Likewise, the sine of the power angle is:

[math] \sin{\phi_{s}} = \frac{\omega}{\sqrt{(\frac{R}{L})^{2} + \omega^{2}}} \,[/math]

Using these two equations above, we can simplify Equation (3) even further:

[math] I(t) = \frac{V_{m} \sqrt{(\frac{R}{L})^{2} + \omega^{2}}}{L \left[ \left( \frac{R}{L} \right)^{2} + \omega^{2} \right]} \left[ ( \cos \theta \sin \phi_{s} - \sin \theta \cos \phi_{s}) e^{-\frac{R}{L}t} + (\cos \theta \cos \phi_{s} + \sin \theta \sin \phi_{s}) \sin (\omega t) - (\cos \theta \sin \phi_{s} - \sin \theta \cos \phi_{s}) \cos (\omega t) \right] \,[/math]

Using some angle sum and difference trigonometric identities, we get:

[math] I(t) = \frac{V_{m}} {\sqrt{(R^{2} + \omega^{2} L^{2}}} \left[ ( - \sin (\theta - \phi_{s}) e^{-\frac{R}{L}t} + (\cos \theta \cos \phi_{s} + \sin (\theta - \phi_{s}) \sin (\omega t) + (\cos (\theta - \phi_{s}) \cos (\omega t) \right] \,[/math]

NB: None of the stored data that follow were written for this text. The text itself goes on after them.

use crate::address::to_strkey;
use crate::config::AppConfig;
use crate::errors::ClientError;
use crate::minter::{
    JettonDataView, JettonMinter, JettonMinterConfig, JettonMinterContent, SupplyPriceView,
};
use crate::sandbox::{ResourceUsage, Sandbox};
use serde::Serialize;

/// Forward amount attached to the full-cap mint (0.05 XLM).
const MINT_FORWARD_AMOUNT: i128 = 500_000;

/// Outcome of one ledger interaction.
#[derive(Debug, Clone, Serialize, PartialEq)]
pub struct StepReport {
    pub name: String,
    pub success: bool,
    #[serde(skip_serializing_if = "Option::is_none")]
    pub exit_code: Option<u32>,
    /// Set when the failure can never succeed on retry.
    pub fatal: bool,
    #[serde(skip_serializing_if = "Option::is_none")]
    pub error: Option<String>,
    pub resources: ResourceUsage,
}

impl StepReport {
    fn from_result<T>(name: &str, result: &Result<T, ClientError>, resources: ResourceUsage) -> Self {
        match result {
            Ok(_) => Self {
                name: name.to_string(),
                success: true,
                exit_code: None,
                fatal: false,
                error: None,
                resources,
            },
            Err(e) => Self {
                name: name.to_string(),
                success: false,
                exit_code: e.exit_code(),
                fatal: e.is_fatal(),
                error: Some(e.to_string()),
                resources,
            },
        }
    }
}

#[derive(Debug, Clone, Serialize)]
pub struct ScenarioReport {
    pub minter: String,
    pub wallet_template: String,
    pub steps: Vec<StepReport>,
    pub final_state: JettonDataView,
    pub supply_price: SupplyPriceView,
    pub price_matches_config: bool,
    pub user_wallet: String,
    #[serde(skip_serializing_if = "Option::is_none")]
    pub user_wallet_balance: Option<i128>,
}

/// Deploy a minter from `config`, mint the whole cap, try to mint one more
/// unit and read back the price.
pub fn run_capped_supply(config: &AppConfig) -> Result<ScenarioReport, ClientError> {
    let mut sandbox = Sandbox::from_config(config)?;
    let deployer = match &config.admin {
        Some(strkey) => crate::address::parse_address(sandbox.env(), strkey)?,
        None => sandbox.treasury("deployer"),
    };
    let user = sandbox.treasury("user");

    let capped_supply = config.capped_supply();
    let price = config.price();
    let full_cap_cost = capped_supply * price;
    // Enough for the whole cap plus the rejected extra unit.
    sandbox.fund(&user, full_cap_cost + price - sandbox.payment_balance(&user));

    let mut steps = Vec::new();

    let (deployed, usage) = sandbox.measure(|| {
        JettonMinter::create_from_config(
            &sandbox,
            &JettonMinterConfig {
                admin: deployer.clone(),
                content: JettonMinterContent {
                    uri: config.content_uri.clone(),
                },
                capped_supply,
                price,
            },
        )
    });
    steps.push(StepReport::from_result("deploy", &deployed, usage));
    let minter = deployed?;

    let forward_amount = MINT_FORWARD_AMOUNT.min(full_cap_cost);
    let (result, usage) =
        sandbox.measure(|| minter.send_mint(&user, &user, forward_amount, full_cap_cost));
    steps.push(StepReport::from_result("mint_max_value", &result, usage));

    let (result, usage) = sandbox.measure(|| minter.send_mint(&user, &user, 0, price));
    steps.push(StepReport::from_result("mint_over_cap", &result, usage));

    let supply_price = minter.get_supply_price();
    let wallet = minter.user_wallet(&user);
    // The wallet only exists once something was credited to it.
    let user_wallet_balance = match wallet.get_jetton_balance() {
        Ok(balance) => Some(balance),
        Err(e) => {
            tracing::warn!("user wallet balance unavailable: {}", e);
            None
        }
    };

    let report = ScenarioReport {
        minter: to_strkey(minter.address())?,
        wallet_template: hex::encode(sandbox.template().code()),
        steps,
        final_state: JettonDataView::from_data(&minter.get_jetton_data())?,
        supply_price: SupplyPriceView::from(&supply_price),
        price_matches_config: supply_price.price == price,
        user_wallet: to_strkey(wallet.address())?,
        user_wallet_balance,
    };

    tracing::info!(
        "scenario finished: total supply {} / {}",
        report.final_state.total_supply,
        report.supply_price.capped_supply
    );
    Ok(report)
}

Simplifying again with the same trig identities, we get the final equation:

[math] I(t) = \frac{V_{m}} {\sqrt{(R^{2} + \omega^{2} L^{2}}} \left[ ( \sin (\omega t + \theta - \phi_{s}) - \sin (\theta - \phi_{s}) e^{-\frac{R}{L}t} \right] \,[/math] ... Equ. (4)

Interpretation

Figure 2. RL switching transient current

The figure right depicts a plot of the transient current in Equation (4) for the parameters R/L = 40 and switching angle [math]\theta[/math] = 0o. Here we see the classic transient current waveform for an RL switching (closing) circuit with the time constant R/L.